ENiSDA-Energy Savings in Large Building Portfolios Through Smart Use of Data

Analysis of datasets using AI and machine learning can clarify where and how energy savings can be made effectively in large building stock.

PROJECT INFORMATION
Timeline
Mars 2024 – april 2027

Total cost of project
5 724 921 SEK

Swedish Energy Agency’s project number
P2023-01490

Coordinator
Luleå University of Technology (LTU)

Participants
LTU, Skellefteå, Piteå and Kristianstad Municipalities, AB Kristianstadsbyggen, Piteå Energi, Skellefteå Kraft, C4 Energi

Project manager and contact
Christer Åhlund: christer.ahlund@ltu.se

Many properties have unnecessarily high energy consumption. Additionally, there are no effective tools to balance consumption across a large portfolio of properties, resulting in a maximum power demand that is higher than it could be with efficient tools. Our aim is to contribute to reduced energy consumption in large property portfolios by increasing our understanding of how energy is used.

Artificial Intelligence (AI) and Machine Learning can be used to identify when a building changes its energy usage patterns, both individually and in comparison to similar buildings. This involves forecasting energy usage through time series analysis of historical and current data and identifying root causes for deviations.
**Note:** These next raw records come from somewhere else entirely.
//! Authenticated HTTP session with one camera.
//!
//! Uses the curl crate (libcurl) with HTTP digest authentication. A
//! `CameraSession` is an explicit handle passed to the locator and fetcher;
//! there is no process-wide session state.

mod transfer;

use curl::easy::{Auth, Easy};
use std::fmt;
use std::time::Duration;
use url::Url;

/// Camera login. The password never appears in `Debug` output.
#[derive(Clone)]
pub struct Credentials {
    pub username: String,
    pub password: String,
}

impl Credentials {
    pub fn new(username: impl Into<String>, password: impl Into<String>) -> Self {
        Self {
            username: username.into(),
            password: password.into(),
        }
    }
}

impl fmt::Debug for Credentials {
    fn fmt(&self, f: &mut fmt::Formatter<'_>) -> fmt::Result {
        f.debug_struct("Credentials")
            .field("username", &self.username)
            .field("password", &"<redacted>")
            .finish()
    }
}

/// Timeouts applied to camera requests.
#[derive(Debug, Clone, Copy)]
pub struct SessionTimeouts {
    pub connect: Duration,
    /// Short control requests (finder create/destroy).
    pub request: Duration,
    /// Search requests (`findFile`, `findNextFile`).
    pub search: Duration,
    /// File transfers abort when throughput stays under 1 KiB/s this long.
    pub low_speed: Duration,
}

impl Default for SessionTimeouts {
    fn default() -> Self {
        Self {
            connect: Duration::from_secs(10),
            request: Duration::from_secs(10),
            search: Duration::from_secs(30),
            low_speed: Duration::from_secs(60),
        }
    }
}

/// Error from a plain (non-streaming) camera request.
#[derive(Debug, thiserror::Error)]
pub enum HttpError {
    #[error("{0}")]
    Curl(#[from] curl::Error),
    #[error("HTTP {0}")]
    Status(u32),
}

#[derive(Debug, thiserror::Error)]
pub enum SessionError {
    #[error("invalid camera host {host:?}: {reason}")]
    InvalidHost { host: String, reason: String },
}

/// Authenticated session handle for one camera.
#[derive(Debug, Clone)]
pub struct CameraSession {
    base: String,
    credentials: Credentials,
    timeouts: SessionTimeouts,
}

impl CameraSession {
    /// `host` is an address like `192.168.1.108`, `cam.local:8080` or a full
    /// `http://` base URL.
    pub fn new(
        host: &str,
        credentials: Credentials,
        timeouts: SessionTimeouts,
    ) -> Result<Self, SessionError> {
        let host = host.trim();
        let candidate = if host.contains("://") {
            host.to_string()
        } else {
            format!("http://{}", host)
        };
        let url = Url::parse(&candidate).map_err(|e| SessionError::InvalidHost {
            host: host.to_string(),
            reason: e.to_string(),
        })?;
        if url.host_str().map_or(true, str::is_empty) {
            return Err(SessionError::InvalidHost {
                host: host.to_string(),
                reason: "missing host name".to_string(),
            });
        }
        Ok(Self {
            base: url.as_str().trim_end_matches('/').to_string(),
            credentials,
            timeouts,
        })
    }

    /// Base URL without trailing slash, e.g. `http://192.168.1.108`.
    pub fn base_url(&self) -> &str {
        &self.base
    }

    pub fn timeouts(&self) -> &SessionTimeouts {
        &self.timeouts
    }

    /// Build `base + endpoint + ?k=v&...` with every key and value percent-encoded
    /// (spaces as `%20`, which the camera CGI expects).
    pub fn endpoint_url(&self, endpoint: &str, params: &[(&str, String)]) -> String {
        let mut url = self.base.clone();
        if !endpoint.starts_with('/') {
            url.push('/');
        }
        url.push_str(endpoint);
        if !params.is_empty() {
            let query: Vec<String> = params
                .iter()
                .map(|(k, v)| format!("{}={}", encode_component(k), encode_component(v)))
                .collect();
            url.push('?');
            url.push_str(&query.join("&"));
        }
        url
    }

    /// URL of a recording payload. The camera path is appended verbatim.
    pub fn file_url(&self, remote_path: &str) -> String {
        let mut url = format!("{}/cgi-bin/RPC_Loadfile", self.base);
        if !remote_path.starts_with('/') {
            url.push('/');
        }
        url.push_str(remote_path);
        url
    }

    /// GET a text endpoint and return the body (lossy UTF-8).
    ///
    /// Runs in the current thread; call from `spawn_blocking` if used from async code.
    pub fn get_text(
        &self,
        endpoint: &str,
        params: &[(&str, String)],
        timeout: Duration,
    ) -> Result<String, HttpError> {
        let url = self.endpoint_url(endpoint, params);
        let mut body = Vec::new();
        let mut easy = self.easy(&url, timeout)?;
        {
            let mut transfer = easy.transfer();
            transfer.write_function(|data| {
                body.extend_from_slice(data);
                Ok(data.len())
            })?;
            transfer.perform()?;
        }
        let code = easy.response_code()?;
        if !(200..300).contains(&code) {
            return Err(HttpError::Status(code));
        }
        Ok(String::from_utf8_lossy(&body).into_owned())
    }

    /// New curl handle with credentials, digest auth and timeouts applied.
    fn easy(&self, url: &str, timeout: Duration) -> Result<Easy, curl::Error> {
        let mut easy = Easy::new();
        easy.url(url)?;
        easy.username(&self.credentials.username)?;
        easy.password(&self.credentials.password)?;
        let mut auth = Auth::new();
        auth.digest(true);
        easy.http_auth(&auth)?;
        easy.connect_timeout(self.timeouts.connect)?;
        easy.timeout(timeout)?;
        Ok(easy)
    }
}

fn encode_component(s: &str) -> String {
    // byte_serialize emits '+' for space and escapes a literal '+' as %2B.
    url::form_urlencoded::byte_serialize(s.as_bytes())
        .collect::<String>()
        .replace('+', "%20")
}
//! Scripted sources, fake search/concat collaborators and descriptor builders
//! shared by unit tests.

use chrono::{Duration as ChronoDuration, NaiveDateTime};
use std::collections::HashMap;
use std::io::Write;
use std::path::{Path, PathBuf};
use std::sync::atomic::{AtomicUsize, Ordering};
use std::sync::Mutex;
use std::time::Duration;

use crate::control::CancelToken;
use crate::fetcher::SegmentSource;
use crate::locator::{RecordingSearch, Recordings, SearchError};
use crate::merger::{ConcatTool, MergeError, MergeManifest, OutputFormat};
use crate::recording::{RecordingDescriptor, RecordingKind, TimeRange, CAMERA_TIME_FORMAT};
use crate::retry::{RetryPolicy, SegmentError};
use crate::storage::StagedFile;

pub(crate) fn at(s: &str) -> NaiveDateTime {
    NaiveDateTime::parse_from_str(s, CAMERA_TIME_FORMAT).unwrap()
}

/// Five-minute video descriptor starting at `start` (`"2024-01-01 10:00:00"`).
pub(crate) fn video(start: &str, remote_path: &str) -> RecordingDescriptor {
    let s = at(start);
    RecordingDescriptor::new(s, s + ChronoDuration::minutes(5), 1, remote_path, RecordingKind::Video)
        .unwrap()
}

/// Millisecond backoff so retry tests stay fast.
pub(crate) fn fast_policy(max_attempts: u32) -> RetryPolicy {
    RetryPolicy {
        max_attempts,
        base_delay: Duration::from_millis(1),
        max_delay: Duration::from_millis(5),
    }
}

#[derive(Debug, Clone)]
pub(crate) struct Script {
    /// Leading attempts answered with HTTP 503. `u32::MAX` never succeeds.
    pub failures: u32,
    pub delay: Duration,
    pub body: Vec<u8>,
}

impl Script {
    pub fn ok(body: &[u8]) -> Self {
        Self {
            failures: 0,
            delay: Duration::ZERO,
            body: body.to_vec(),
        }
    }

    pub fn failing(mut self, failures: u32) -> Self {
        self.failures = failures;
        self
    }

    pub fn slow(mut self, delay: Duration) -> Self {
        self.delay = delay;
        self
    }
}

/// Source answering per remote path from a script, tracking concurrency.
#[derive(Default)]
pub(crate) struct ScriptedSource {
    scripts: HashMap<String, Script>,
    attempts: Mutex<HashMap<String, u32>>,
    in_flight: AtomicUsize,
    max_in_flight: AtomicUsize,
    completions: Mutex<Vec<String>>,
}

impl ScriptedSource {
    pub fn new() -> Self {
        Self::default()
    }

    pub fn with(mut self, remote_path: &str, script: Script) -> Self {
        self.scripts.insert(remote_path.to_string(), script);
        self
    }

    pub fn attempts(&self, remote_path: &str) -> u32 {
        self.attempts
            .lock()
            .unwrap()
            .get(remote_path)
            .copied()
            .unwrap_or(0)
    }

    pub fn max_in_flight(&self) -> usize {
        self.max_in_flight.load(Ordering::SeqCst)
    }

    /// Remote paths in the order their successful transfers finished.
    pub fn completion_order(&self) -> Vec<String> {
        self.completions.lock().unwrap().clone()
    }
}

impl SegmentSource for ScriptedSource {
    fn fetch_into(
        &self,
        descriptor: &RecordingDescriptor,
        out: &mut StagedFile,
        cancel: &CancelToken,
    ) -> Result<u64, SegmentError> {
        let now = self.in_flight.fetch_add(1, Ordering::SeqCst) + 1;
        self.max_in_flight.fetch_max(now, Ordering::SeqCst);
        let result = self.run_script(descriptor, out, cancel);
        self.in_flight.fetch_sub(1, Ordering::SeqCst);
        result
    }
}

impl ScriptedSource {
    fn run_script(
        &self,
        descriptor: &RecordingDescriptor,
        out: &mut StagedFile,
        cancel: &CancelToken,
    ) -> Result<u64, SegmentError> {
        let path = descriptor.remote_path.as_str();
        let attempt = {
            let mut attempts = self.attempts.lock().unwrap();
            let n = attempts.entry(path.to_string()).or_insert(0);
            *n += 1;
            *n
        };
        let Some(script) = self.scripts.get(path) else {
            return Err(SegmentError::Http(404));
        };
        if !cancel.sleep(script.delay) {
            return Err(SegmentError::Cancelled);
        }
        if attempt <= script.failures {
            // Leave half a payload behind to prove it never reaches the final path.
            let _ = out.write_all(&script.body[..script.body.len() / 2]);
            return Err(SegmentError::Http(503));
        }
        out.write_all(&script.body).map_err(SegmentError::Storage)?;
        self.completions.lock().unwrap().push(path.to_string());
        Ok(script.body.len() as u64)
    }
}

/// Concatenates the manifest's bytes; remembers the order it was given.
#[derive(Default)]
pub(crate) struct ByteConcat {
    pub seen: Mutex<Vec<PathBuf>>,
}

impl ConcatTool for ByteConcat {
    fn concat(
        &self,
        manifest: &MergeManifest,
        _format: OutputFormat,
        output: &Path,
        _scratch: &Path,
    ) -> Result<(), MergeError> {
        *self.seen.lock().unwrap() = manifest.paths().to_vec();
        let mut out = std::fs::File::create(output)?;
        for p in manifest.paths() {
            out.write_all(&std::fs::read(p)?)?;
        }
        Ok(())
    }
}

/// Search returning a fixed (possibly unsorted) list, or an error.
pub(crate) struct FixedSearch {
    pub found: Vec<RecordingDescriptor>,
    pub fail: bool,
}

impl FixedSearch {
    pub fn of(found: Vec<RecordingDescriptor>) -> Self {
        Self { found, fail: false }
    }

    pub fn failing() -> Self {
        Self {
            found: Vec::new(),
            fail: true,
        }
    }
}

impl RecordingSearch for FixedSearch {
    fn find(&self, _channel: u32, range: &TimeRange) -> Result<Recordings, SearchError> {
        if self.fail {
            return Err(SearchError::Malformed("found=?".to_string()));
        }
        Ok(Recordings::from_unsorted(self.found.clone(), range))
    }
}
Various datasets will be included and analyzed using machine learning algorithms and/or methods to create energy profiles for properties. Data include historical energy usage, construction data about the property, operational data (e.g., how and when the building is used), weather data, and real-time data from building automation systems.

Based on the increased understanding the analyses will offer, we will be able to estimate future energy usage and identify deviations, such as when a property uses more energy than before, for example due to faults in the ventilation system. We will also be able to detect differences in energy usage between similar properties.

A system to visualize energy usage will be developed. Data will be sourced from properties in the municipalities of Skellefteå and Piteå, and from AB Kristianstadsbyggen, as well as energy companies Piteå Energi, Skellefteå Kraft, and C4 Energi. We will evaluate the results in the municipalities of Skellefteå, Piteå, and Kristianstad for the properties addressed in the project.